Les réformes politiques passées qui ont impliqué la société civile n’ont pas résolu  le problème. Faut-il laisser les débats entre seulement  les politiciens ?
Je pense que les questions qui sont discutées sont trop sérieuses pour qu’on les laisse dans les mains des partis politiques seuls. C’est notre avenir à nous tous qui est en jeu. Ça ne peut pas intéresser uniquement les partis politiques. Je crois qu’on a véritablement d’ailleurs besoin d’une réconciliation nationale dans ce pays-là. On a travaillé à diviser artificiellement les Burkinabè entre les pro et les anti-sénat, entre les pro et les anti-référendum. Qui a divisé ce pays-là ? Il faut arrêter cela. Les Burkinabè aspirent au changement, à la paix. La responsabilité des hommes politiques, c’est d’écouter ses aspirations et de ne pas les entraver. C’est tout ce qu’on leur demande. Les politiciens ne peuvent pas se retrouver entre eux et faire des arrangements qui feraient bon marché des aspirations des Burkinabè. C’est pour cela que, même s’ils discutent entre eux, nous les avons à l’œil. Je sais que si l’opposition cède sur le terrain de l’intangibilité de l’article 37 de la Constitution, ses leaders auront des problèmes.
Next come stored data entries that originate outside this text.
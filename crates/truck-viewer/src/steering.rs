//! Per-frame truck steering.
//!
//! Pointer messages are drained first (pivot, then drive mode), then the
//! truck takes one steering step and its transform is written back. Within
//! a frame each piece of state has exactly one writer:
//!
//! - [`Pivot`]: `retarget_pivot`
//! - [`TruckDrive`]: `toggle_drive`
//! - [`TruckPose`]: `step_truck`
//!
//! Applying a configuration only records the new [`RideHeight`]; the pivot
//! and the truck pick it up on their writers' next run.

use bevy::{
    ecs::message::MessageReader,
    prelude::*,
    window::PrimaryWindow,
};
use truck_steer::{
    Intersect, MovementToggle, PickCamera, Pose, SteeringEngine, TargetTracker, pointer_to_ndc,
};
use truck_viewer::telemetry::{
    FileTelemetryOutput, TelemetrySnapshot, emit_telemetry_to, reset_telemetry_to,
};

use crate::camera::OrbitCamera;
use crate::config::{ActiveConfig, ApplySceneConfig};
use crate::input::{PointerActivated, PointerMoved};
use crate::scene::{
    GroundSurface, TargetPin, Truck, TruckEntities, pin_rest_y, truck_root_transform,
};

// ============================================================================
// Plugin
// ============================================================================

/// Ordering of the frame's steering work.
#[derive(SystemSet, Debug, Clone, PartialEq, Eq, Hash)]
pub enum SteeringSet {
    /// Raw input becomes pointer messages.
    Input,
    /// Pointer messages update the pivot and drive mode.
    Pointer,
    /// The truck steps once.
    Step,
    /// Followers (pin, telemetry) read the new state.
    Present,
}

/// Plugin for the steering core integration.
pub struct SteeringPlugin;

impl Plugin for SteeringPlugin {
    fn build(&self, app: &mut App) {
        app.init_resource::<Pivot>()
            .init_resource::<Steering>()
            .init_resource::<RideHeight>()
            .init_resource::<TelemetryRecorder>()
            .configure_sets(
                Update,
                (
                    SteeringSet::Input,
                    SteeringSet::Pointer,
                    SteeringSet::Step,
                    SteeringSet::Present,
                )
                    .chain(),
            )
            .add_systems(Startup, init_steering)
            .add_systems(
                Update,
                (retarget_pivot, toggle_drive)
                    .chain()
                    .in_set(SteeringSet::Pointer),
            )
            .add_systems(Update, step_truck.in_set(SteeringSet::Step))
            .add_systems(
                Update,
                (follow_pivot, record_telemetry).in_set(SteeringSet::Present),
            )
            .add_observer(apply_steering_config);
    }
}

// ============================================================================
// State
// ============================================================================

/// The point the truck faces.
#[derive(Resource, Debug)]
pub struct Pivot(pub TargetTracker);

impl Default for Pivot {
    fn default() -> Self {
        Self(TargetTracker::new(Vec3::ZERO))
    }
}

/// The truck's steering constants.
#[derive(Resource, Debug, Default)]
pub struct Steering(pub SteeringEngine);

/// Height the truck drives at, from the active configuration.
#[derive(Resource, Debug, Default, Clone, Copy, PartialEq)]
pub struct RideHeight(pub f32);

/// The truck's position and heading.
#[derive(Component, Debug, Clone, Copy)]
pub struct TruckPose(pub Pose);

/// Whether the truck drives towards the pivot.
#[derive(Component, Debug, Default, Clone, Copy)]
pub struct TruckDrive(pub MovementToggle);

/// CSV telemetry of every frame while enabled.
#[derive(Resource, Default)]
pub struct TelemetryRecorder {
    enabled: bool,
    frame: u64,
    output: FileTelemetryOutput,
}

impl TelemetryRecorder {
    pub fn is_enabled(&self) -> bool {
        self.enabled
    }

    /// Start or stop recording; starting truncates the file.
    pub fn set_enabled(&mut self, enabled: bool) {
        if enabled && !self.enabled {
            self.frame = 0;
            reset_telemetry_to(&mut self.output);
            tracing::info!("Telemetry recording started");
        } else if !enabled && self.enabled {
            tracing::info!("Telemetry recording stopped after {} frames", self.frame);
        }
        self.enabled = enabled;
    }
}

// ============================================================================
// Picking helpers
// ============================================================================

/// Build a pick camera from a Bevy camera's projection and placement.
///
/// Bevy keeps the projection's aspect ratio in step with the viewport, so
/// this matches the matrix the renderer uses.
pub fn pick_camera(projection: &Projection, transform: &GlobalTransform) -> PickCamera {
    PickCamera::new(transform.to_matrix(), projection.get_clip_from_view())
}

/// The primary window's cursor position in NDC.
fn cursor_ndc(window: &Window, cursor: Vec2) -> Option<Vec2> {
    pointer_to_ndc(cursor, window.size())
}

// ============================================================================
// Systems
// ============================================================================

fn init_steering(
    config: Res<ActiveConfig>,
    mut pivot: ResMut<Pivot>,
    mut steering: ResMut<Steering>,
    mut ride_height: ResMut<RideHeight>,
) {
    let config = &config.0;
    pivot.0 = TargetTracker::beneath(config.initial_pose().position);
    steering.0 = SteeringEngine::new(config.steering);
    ride_height.0 = config.vehicle_height();
}

/// Move the pivot to the ground point under the pointer.
fn retarget_pivot(
    mut moved: MessageReader<PointerMoved>,
    window: Single<&Window, With<PrimaryWindow>>,
    cameras: Query<(&Projection, &GlobalTransform), With<OrbitCamera>>,
    grounds: Query<&GroundSurface>,
    ride_height: Res<RideHeight>,
    mut pivot: ResMut<Pivot>,
) {
    // Follow a ride height change even without pointer movement.
    let current = pivot.0.pivot();
    if current.with_y(ride_height.0) != current {
        pivot.0.retarget(current, ride_height.0);
    }

    // Only the latest position this frame matters.
    let Some(PointerMoved { cursor }) = moved.read().last().copied() else {
        return;
    };
    let Ok((projection, camera_transform)) = cameras.single() else {
        return;
    };
    let Some(ndc) = cursor_ndc(&window, cursor) else {
        return;
    };

    let ground: Vec<&dyn Intersect> = grounds.iter().map(|g| &g.0 as &dyn Intersect).collect();
    pivot.0.on_pointer_move(
        ndc,
        &pick_camera(projection, camera_transform),
        &ground,
        ride_height.0,
    );
}

/// Flip the drive mode when an activation hits the truck.
fn toggle_drive(
    mut activated: MessageReader<PointerActivated>,
    window: Single<&Window, With<PrimaryWindow>>,
    cameras: Query<(&Projection, &GlobalTransform), With<OrbitCamera>>,
    truck_entities: Option<Res<TruckEntities>>,
    mut trucks: Query<(&TruckPose, &mut TruckDrive), With<Truck>>,
) {
    let Some(truck_entities) = truck_entities else {
        activated.clear();
        return;
    };
    let Ok((projection, camera_transform)) = cameras.single() else {
        return;
    };
    let pick = pick_camera(projection, camera_transform);

    for PointerActivated { cursor } in activated.read().copied() {
        let Ok((pose, mut drive)) = trucks.single_mut() else {
            return;
        };
        let Some(ndc) = cursor_ndc(&window, cursor) else {
            continue;
        };
        let shapes = truck_entities.model.pick_shapes(&pose.0);
        let targets: Vec<&dyn Intersect> = shapes.iter().map(|s| s as &dyn Intersect).collect();
        if drive.0.on_pointer_activate(ndc, &pick, &targets).is_hit() {
            tracing::info!("Truck is now {}", drive.0.mode().label());
        }
    }
}

/// Advance the truck one frame and write its transform.
///
/// A changed [`RideHeight`] is applied here, before the step, so the pose
/// keeps a single writer.
fn step_truck(
    steering: Res<Steering>,
    pivot: Res<Pivot>,
    ride_height: Res<RideHeight>,
    truck_entities: Option<Res<TruckEntities>>,
    mut trucks: Query<(&mut TruckPose, &TruckDrive, &mut Transform), With<Truck>>,
) {
    for (mut pose, drive, mut transform) in &mut trucks {
        let mut current = pose.0;
        current.position.y = ride_height.0;
        pose.0 = steering
            .0
            .step(current, pivot.0.pivot(), drive.0.is_enabled());
        if let Some(truck_entities) = &truck_entities {
            *transform = truck_root_transform(&truck_entities.model, &pose.0);
        }
    }
}

/// Keep the pin over the pivot, standing on the ground.
fn follow_pivot(
    config: Res<ActiveConfig>,
    pivot: Res<Pivot>,
    mut pins: Query<(&TargetPin, &mut Transform)>,
) {
    for (pin, mut transform) in &mut pins {
        transform.translation = pivot
            .0
            .marker_position(pin_rest_y(&config.0.ground, &pin.model));
    }
}

fn record_telemetry(
    time: Res<Time>,
    pivot: Res<Pivot>,
    mut recorder: ResMut<TelemetryRecorder>,
    trucks: Query<(&TruckPose, &TruckDrive), With<Truck>>,
) {
    if !recorder.enabled {
        return;
    }
    let Ok((pose, drive)) = trucks.single() else {
        return;
    };
    let snapshot = TelemetrySnapshot {
        frame: recorder.frame,
        elapsed: time.elapsed_secs(),
        mode: drive.0.mode(),
        pose: pose.0,
        pivot: pivot.0.pivot(),
    };
    recorder.frame += 1;
    emit_telemetry_to(&snapshot, &mut recorder.output);
}

/// Swap steering constants and record the configured ride height.
fn apply_steering_config(
    trigger: On<ApplySceneConfig>,
    mut steering: ResMut<Steering>,
    mut ride_height: ResMut<RideHeight>,
) {
    let config = &trigger.event().0;
    steering.0 = SteeringEngine::new(config.steering);
    ride_height.0 = config.vehicle_height();
}

#[cfg(test)]
mod tests {
    use bevy::ecs::{message::MessageWriter, system::RunSystemOnce};
    use truck_steer::{PinModel, SceneConfig, model::PIN_HEIGHT};

    use super::*;
    use crate::config::{ConfigPlugin, request_apply};
    use crate::scene::ground_surface;

    /// Headless app with a window, the stock camera and ground, and a parked
    /// truck at its starting pose.
    fn steering_app() -> App {
        let mut app = App::new();
        app.add_plugins((ConfigPlugin, SteeringPlugin))
            .init_resource::<Time>()
            .add_message::<PointerMoved>()
            .add_message::<PointerActivated>();

        let config = SceneConfig::default();
        let camera = &config.camera;
        let placement =
            Transform::from_translation(camera.position).looking_at(camera.target, Vec3::Y);

        let world = app.world_mut();
        world.spawn((
            Window {
                resolution: (1280_u32, 720_u32).into(),
                ..default()
            },
            PrimaryWindow,
        ));
        world.spawn((
            OrbitCamera::from_look(camera.position, camera.target),
            Projection::Perspective(PerspectiveProjection {
                fov: camera.fov_degrees.to_radians(),
                aspect_ratio: 1280.0 / 720.0,
                near: camera.near,
                far: camera.far,
                ..default()
            }),
            GlobalTransform::from(placement),
        ));
        world.spawn(GroundSurface(ground_surface(&config.ground)));
        world.spawn((
            Truck,
            TruckPose(config.initial_pose()),
            TruckDrive::default(),
            Transform::default(),
        ));
        app
    }

    fn move_pointer(app: &mut App, cursor: Vec2) {
        app.world_mut()
            .run_system_once(move |mut moved: MessageWriter<PointerMoved>| {
                moved.write(PointerMoved { cursor });
            })
            .unwrap();
    }

    fn apply(app: &mut App, config: SceneConfig) {
        app.world_mut()
            .run_system_once(move |mut commands: Commands| {
                request_apply(&mut commands, config.clone())
            })
            .unwrap()
            .unwrap();
    }

    fn truck_pose(app: &mut App) -> Pose {
        let world = app.world_mut();
        world
            .query_filtered::<&TruckPose, With<Truck>>()
            .single(world)
            .unwrap()
            .0
    }

    fn pivot(app: &App) -> Vec3 {
        app.world().resource::<Pivot>().0.pivot()
    }

    #[test]
    fn test_pointer_move_is_faced_in_the_same_frame() {
        let mut app = steering_app();
        move_pointer(&mut app, Vec2::new(640.0, 360.0));
        app.update();

        // The view ray from (0, 200, 500) towards the origin meets the
        // ground (y = -10) at z = -25; the pivot keeps the truck's height.
        let pivot = pivot(&app);
        assert!(pivot.distance(Vec3::new(0.0, 8.0, -25.0)) < 1e-2, "{pivot}");

        let pose = truck_pose(&mut app);
        assert_eq!(pose.position, Vec3::new(0.0, 8.0, 0.0));
        let to_pivot = (pivot - pose.position).normalize();
        assert!(pose.forward().dot(to_pivot) > 0.9999);
    }

    #[test]
    fn test_pointer_off_the_ground_keeps_the_pivot() {
        let mut app = steering_app();
        app.update();
        let before = pivot(&app);

        // The top of the window looks over the horizon.
        move_pointer(&mut app, Vec2::new(640.0, 1.0));
        app.update();
        assert_eq!(pivot(&app), before);
    }

    #[test]
    fn test_ride_height_change_waits_for_the_next_step() {
        let mut app = steering_app();
        app.update();

        let mut raised = SceneConfig::default();
        raised.vehicle.ride_height = 30.0;
        apply(&mut app, raised);

        // Applying only records the height.
        assert_eq!(app.world().resource::<RideHeight>().0, 20.0);
        assert_eq!(truck_pose(&mut app).position.y, 8.0);
        assert_eq!(pivot(&app).y, 8.0);

        app.update();
        assert_eq!(truck_pose(&mut app).position.y, 20.0);
        assert_eq!(pivot(&app).y, 20.0);
    }

    #[test]
    fn test_pin_stands_on_raised_ground() {
        let mut app = steering_app();
        let model = PinModel::build(PIN_HEIGHT);
        let rest_height = model.rest_height;
        app.world_mut().spawn((
            TargetPin {
                height: PIN_HEIGHT,
                model,
            },
            Transform::default(),
        ));
        app.update();

        let mut raised = SceneConfig::default();
        raised.ground.height = 40.0;
        apply(&mut app, raised);
        app.update();

        let world = app.world_mut();
        let pin = world
            .query_filtered::<&Transform, With<TargetPin>>()
            .single(world)
            .unwrap()
            .translation;
        assert!((pin.y - (40.0 + rest_height)).abs() < 1e-4);
    }
}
Au regard de tout cela, faut-il aller vite ou prendre le temps de s’entendre d’abord tout en sachant que le mandat finit  en novembre 2015 et que les délais courent ?
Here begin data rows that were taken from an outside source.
//! Light tab for the debug UI.

use bevy_egui::egui;
use truck_steer::{SceneConfig, config::SHADOW_MAP_SIZES};

use super::{hex_color_edit, vec3_sliders};

/// Render the light tab content.
pub(super) fn render_light_tab(ui: &mut egui::Ui, config: &mut SceneConfig) {
    let light = &mut config.light;

    ui.checkbox(&mut light.visible, "Visible");
    hex_color_edit(ui, "Color:", &mut light.color);
    ui.add(
        egui::Slider::new(&mut light.illuminance, 0.0..=100_000.0)
            .logarithmic(true)
            .text("Illuminance (lux)"),
    );
    vec3_sliders(ui, "Position:", &mut light.position, -5.0..=1000.0);

    ui.separator();

    ui.horizontal(|ui| {
        ui.label("Shadow map:");
        egui::ComboBox::from_id_salt("shadow_map_size")
            .selected_text(format!("{0}×{0}", light.shadow_map_size))
            .show_ui(ui, |ui| {
                for size in SHADOW_MAP_SIZES {
                    ui.selectable_value(&mut light.shadow_map_size, size, format!("{size}"));
                }
            });
    });

    let bounds = &mut light.shadow_bounds;
    ui.add(egui::Slider::new(&mut bounds.half_extent, 10.0..=1000.0).text("Shadow half extent"));
    ui.add(egui::Slider::new(&mut bounds.near, 0.0..=100.0).text("Shadow near"));
    ui.add(egui::Slider::new(&mut bounds.far, 0.1..=1000.0).text("Shadow far"));
    ui.checkbox(&mut light.helper_visible, "Helper visible");
}
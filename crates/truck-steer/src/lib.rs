//! Pointer picking and kinematic steering for the truck scene.
//!
//! This crate holds everything in the scene that has state or an algorithm
//! worth testing: turning a pointer position into a point on the ground,
//! tracking the pivot the truck should face, toggling whether it drives, and
//! the per-frame steering step. It has no renderer dependency; the viewer
//! feeds it camera matrices and shapes and reads back poses.
//!
//! # Design principles
//!
//! - **Synchronous**: every operation is a pure in-memory computation
//! - **Single writer**: pivot, drive mode and pose each have one mutator
//! - **Engine-agnostic**: shapes and cameras are plain `glam` values

pub mod config;
pub mod error;
pub mod model;
pub mod pick;
pub mod session;
pub mod shape;
pub mod steering;
pub mod toggle;
pub mod tracker;

pub use config::{
    CameraConfig, GroundConfig, LightConfig, MarkerConfig, SceneConfig, ShadowBounds,
    VehicleConfig,
};
pub use error::{ConfigError, ConfigResult};
pub use model::{
    Headlight, Part, PartId, PartRole, PartShape, PartTree, PinModel, Transform3, TruckModel,
};
pub use pick::{HitResult, PickCamera, Ray, cast_ray, pointer_to_ndc};
pub use session::SteeringSession;
pub use shape::{Cuboid, Intersect, Rectangle, TriangleMesh};
pub use steering::{Pose, SteeringEngine, SteeringParams};
pub use toggle::{DriveMode, MovementToggle};
pub use tracker::TargetTracker;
Une fois de plus,  je soutiens que nous sommes dans une fausse crise, une crise artificielle. Je le dis parce que si Blaise Compaoré abandonne son projet de déverrouiller l’article 37,  le Burkina Faso ne va pas s’effondrer. Le calendrier normal des élections sera tenu. On va organiser les élections présidentielles de 2015, le candidat qui l’emporte sera le nouveau président et le Burkina Faso va continuer à briller dans la sous-région. Par contre, s’il persiste à vouloir  s’accrocher, cette erreur stratégique risque de conduire le Burkina à l’incertitude et même au chaos. Il ne faut pas qu’on se trompe de lecture. C’est une situation créée par des gens qui ont fait leur temps et qui refusent de passer la main. Mais quand on aime son pays, on ne peut pas l’engager dans une incertitude comme celle-là. Il faut que l’on soit capable de sortir de cette situation pour mettre en avant l’intérêt national, et l’intérêt national, ce n’est pas l’intérêt du président. Je ne suis pas sûr que dans ce pays, il y aura des gens qui vont manifester parce que Blaise Compaoré va leur dire « laissez-moi me reposer 5 ans, si vous voulez, je vais revenir dans 5 ans ». En revanche, s’il persiste, forcément, il sera obligé de gérer la contestation, parce que le tout n’est pas de déverrouiller l’article 37. A supposer qu’il réussisse à déverrouiller l’article 37, c’est pour faire quoi ? Est-ce qu’il pourra gérer toutes les frustrations, les colères et les protestations qui vont s’en suivre ?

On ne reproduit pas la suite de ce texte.